After extremely helpful input from many of you, I could see that my previous attempt at processing was overly sharpened, leading to nasty artifacts.
I've tossed out two of the original seven luminance frames as being the least sharp. I've done less deconvolution and no wavelet sharpening or noise reduction. I've tried harder controlling the saturation of the background galaxies, stars, and the main galaxy. Also, the measured mean colour for the galaxy is now very close to neutral. I've also been careful not to burn out the central region.
The result is less "punchy" from across the room, but I think better at the single pixel level. Thanks to everyone for the guidance on that score. The original image (2.3MB) is here.
I think we tend to display this galaxy south up, because that puts the more contrasty edge apparently closer to the viewer, creating a pleasing visual illusion. So south up it is.
L: 5x 1hr unbinned, RGB 1hr each 2x2 binned. Aspen 16M on 20" PlaneWave.
I like that. Very nicely done. A couple of minor red dots (artifacts in the background . The Photoshop healing tool gets rid of those. Not sure how they creep into an image but I occassionally seem them also. Often in other colours as well.
Those dust streamers are most intriguing. David Malin et al (http://arxiv.org/abs/astro-ph/9407074) talked about a "boiling galactic disc" in which star formation, supernova explosions, and magnetic fields might have produced these vertical streamers. Later work at ESO seems to favour star formation only, but it's a bit technical for me to understand, and they're more talking about carbon monoxide than dust.

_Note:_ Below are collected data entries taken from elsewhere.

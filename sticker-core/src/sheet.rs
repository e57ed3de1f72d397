//! One label cell on a PDF page.

use std::io::Write;

use pdf_core::{Color, ImageId, PathOp, PdfDocument};

use crate::barcode::{BarcodeOptions, Code128};
use crate::error::Result;
use crate::layout::Frame;
use crate::logo::Logo;
use crate::outline::{Outline, PathSegment};
use crate::surface::LabelSurface;

/// Label-local drawing mapped onto a rectangle of the current page.
///
/// Units are points. The cell's bottom-left corner sits at `origin`
/// in page space; label-local y is flipped so the label's top edge
/// lands at `origin.1 + height`.
pub struct PdfCell<'a, W: Write> {
    doc: &'a mut PdfDocument<W>,
    origin: (f64, f64),
    width: f64,
    height: f64,
    logo: Option<ImageId>,
}

impl<'a, W: Write> PdfCell<'a, W> {
    /// `logo` is the embedded copy of whatever logo is passed to
    /// [`LabelSurface::draw_logo`]; without it logos are skipped.
    pub fn new(
        doc: &'a mut PdfDocument<W>,
        origin: (f64, f64),
        width: f64,
        height: f64,
        logo: Option<ImageId>,
    ) -> Self {
        PdfCell {
            doc,
            origin,
            width,
            height,
            logo,
        }
    }

    fn map(&self, x: f64, y: f64) -> (f64, f64) {
        (self.origin.0 + x, self.origin.1 + (self.height - y))
    }

    /// Page-space rectangle (x, y, w, h) of a label-local frame.
    fn map_frame(&self, frame: Frame) -> (f64, f64, f64, f64) {
        let (x, y) = self.map(frame.x, frame.y + frame.height);
        (x, y, frame.width, frame.height)
    }

    /// Outline segments as page-space path ops; quadratics are
    /// raised to cubics.
    fn path_ops(&self, outline: &Outline) -> Vec<PathOp> {
        let mut ops = Vec::with_capacity(outline.segments().len());
        let mut current = (0.0, 0.0);
        let mut start = (0.0, 0.0);
        for seg in outline.segments() {
            match *seg {
                PathSegment::MoveTo(x, y) => {
                    current = (x, y);
                    start = current;
                    let (px, py) = self.map(x, y);
                    ops.push(PathOp::MoveTo(px, py));
                }
                PathSegment::LineTo(x, y) => {
                    current = (x, y);
                    let (px, py) = self.map(x, y);
                    ops.push(PathOp::LineTo(px, py));
                }
                PathSegment::QuadTo(qx, qy, x, y) => {
                    let (x0, y0) = current;
                    let c1 = (x0 + 2.0 / 3.0 * (qx - x0), y0 + 2.0 / 3.0 * (qy - y0));
                    let c2 = (x + 2.0 / 3.0 * (qx - x), y + 2.0 / 3.0 * (qy - y));
                    ops.push(self.curve(c1, c2, (x, y)));
                    current = (x, y);
                }
                PathSegment::CubicTo(x1, y1, x2, y2, x, y) => {
                    ops.push(self.curve((x1, y1), (x2, y2), (x, y)));
                    current = (x, y);
                }
                PathSegment::Close => {
                    current = start;
                    ops.push(PathOp::Close);
                }
            }
        }
        ops
    }

    fn curve(&self, c1: (f64, f64), c2: (f64, f64), end: (f64, f64)) -> PathOp {
        let (x1, y1) = self.map(c1.0, c1.1);
        let (x2, y2) = self.map(c2.0, c2.1);
        let (x, y) = self.map(end.0, end.1);
        PathOp::CurveTo(x1, y1, x2, y2, x, y)
    }
}

impl<W: Write> LabelSurface for PdfCell<'_, W> {
    fn size(&self) -> (f64, f64) {
        (self.width, self.height)
    }

    fn fill_rect(&mut self, frame: Frame, color: Color) -> Result<()> {
        let (x, y, w, h) = self.map_frame(frame);
        self.doc.set_fill_color(color).rect(x, y, w, h).fill();
        Ok(())
    }

    fn fill_outline(&mut self, outline: &Outline, color: Color) -> Result<()> {
        if outline.is_empty() {
            return Ok(());
        }
        let ops = self.path_ops(outline);
        self.doc.set_fill_color(color).append_path(&ops).fill();
        Ok(())
    }

    fn draw_logo(&mut self, logo: &Logo, frame: Frame) -> Result<()> {
        let Some(id) = self.logo else {
            return Ok(());
        };
        let fitted = frame.fit(logo.width() as f64, logo.height() as f64);
        if fitted.width <= 0.0 || fitted.height <= 0.0 {
            return Ok(());
        }
        let (x, y, w, h) = self.map_frame(fitted);
        self.doc.draw_image(id, x, y, w, h);
        Ok(())
    }

    fn draw_barcode(
        &mut self,
        symbol: &Code128,
        options: &BarcodeOptions,
        frame: Frame,
    ) -> Result<()> {
        let modules = symbol.total_modules(options)? as f64;
        let module = frame.width / modules;
        let (x0, y, _, h) = self.map_frame(frame);
        self.doc.set_fill_color(Color::BLACK);
        for (start, width) in symbol.bars() {
            let x = x0 + (options.quiet_zone + start) as f64 * module;
            self.doc.rect(x, y, width as f64 * module, h);
        }
        self.doc.fill();
        Ok(())
    }
}

#[cfg(test)]
mod tests {
    use super::*;

    fn pdf_text(doc: PdfDocument<Vec<u8>>) -> String {
        String::from_utf8_lossy(&doc.end_document().unwrap()).into_owned()
    }

    fn new_doc() -> PdfDocument<Vec<u8>> {
        let mut doc = PdfDocument::new(Vec::new()).unwrap();
        doc.set_compression(false);
        doc.begin_page(200.0, 100.0).unwrap();
        doc
    }

    #[test]
    fn flips_label_local_y() {
        let mut doc = new_doc();
        let mut cell = PdfCell::new(&mut doc, (10.0, 20.0), 50.0, 30.0, None);
        cell.fill_rect(Frame::new(0.0, 0.0, 5.0, 4.0), Color::BLACK)
            .unwrap();
        doc.end_page().unwrap();
        let text = pdf_text(doc);
        // Top-left 5x4 box of a cell whose top edge is at y = 50.
        assert!(text.contains("10 46 5 4 re"), "{}", text);
    }

    #[test]
    fn quadratic_becomes_cubic() {
        let mut doc = new_doc();
        let cell = PdfCell::new(&mut doc, (0.0, 0.0), 30.0, 30.0, None);
        let mut outline = Outline::new();
        outline.push(PathSegment::MoveTo(0.0, 30.0));
        outline.push(PathSegment::QuadTo(15.0, 0.0, 30.0, 30.0));
        outline.push(PathSegment::Close);
        let ops = cell.path_ops(&outline);
        assert_eq!(ops[0], PathOp::MoveTo(0.0, 0.0));
        match ops[1] {
            PathOp::CurveTo(x1, y1, x2, y2, x, y) => {
                assert!((x1 - 10.0).abs() < 1e-9 && (y1 - 20.0).abs() < 1e-9);
                assert!((x2 - 20.0).abs() < 1e-9 && (y2 - 20.0).abs() < 1e-9);
                assert_eq!((x, y), (30.0, 0.0));
            }
            other => panic!("expected curve, got {:?}", other),
        }
        assert_eq!(ops[2], PathOp::Close);
    }

    #[test]
    fn barcode_bars_are_vector_rects() {
        let mut doc = new_doc();
        let symbol = Code128::encode("COM001").unwrap();
        let mut cell = PdfCell::new(&mut doc, (0.0, 0.0), 200.0, 100.0, None);
        cell.draw_barcode(
            &symbol,
            &BarcodeOptions::default(),
            Frame::new(0.0, 50.0, 200.0, 40.0),
        )
        .unwrap();
        doc.end_page().unwrap();
        let text = pdf_text(doc);
        assert_eq!(text.matches(" re\n").count(), symbol.bars().len());
    }

    #[test]
    fn logo_without_embedded_image_is_skipped() {
        let mut doc = new_doc();
        let logo = Logo::from_image(image::RgbaImage::new(4, 4));
        let mut cell = PdfCell::new(&mut doc, (0.0, 0.0), 200.0, 100.0, None);
        cell.draw_logo(&logo, Frame::new(0.0, 0.0, 20.0, 20.0))
            .unwrap();
        doc.end_page().unwrap();
        assert!(!pdf_text(doc).contains(" Do"));
    }
}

So which bits are the streamers, exactly? I've indicated on the attached image some very long, relatively narrow, orange-brown streaks rising approximately but not exactly perpendicular to the plane of the galaxy. I'm guessing that these are they. It helps to screw your eyes up (but not shut tight!!) to see them best. Then they are very obvious. There are probably twice as many as I've shown, but these are the best ones. The ones closest to the galactic core (upper left) are about twice as long and three times thicker than the ones further toward the suburbs (bottom right). They are definitely not part of the spiral structure, because they are more or less at right angles to the spiral.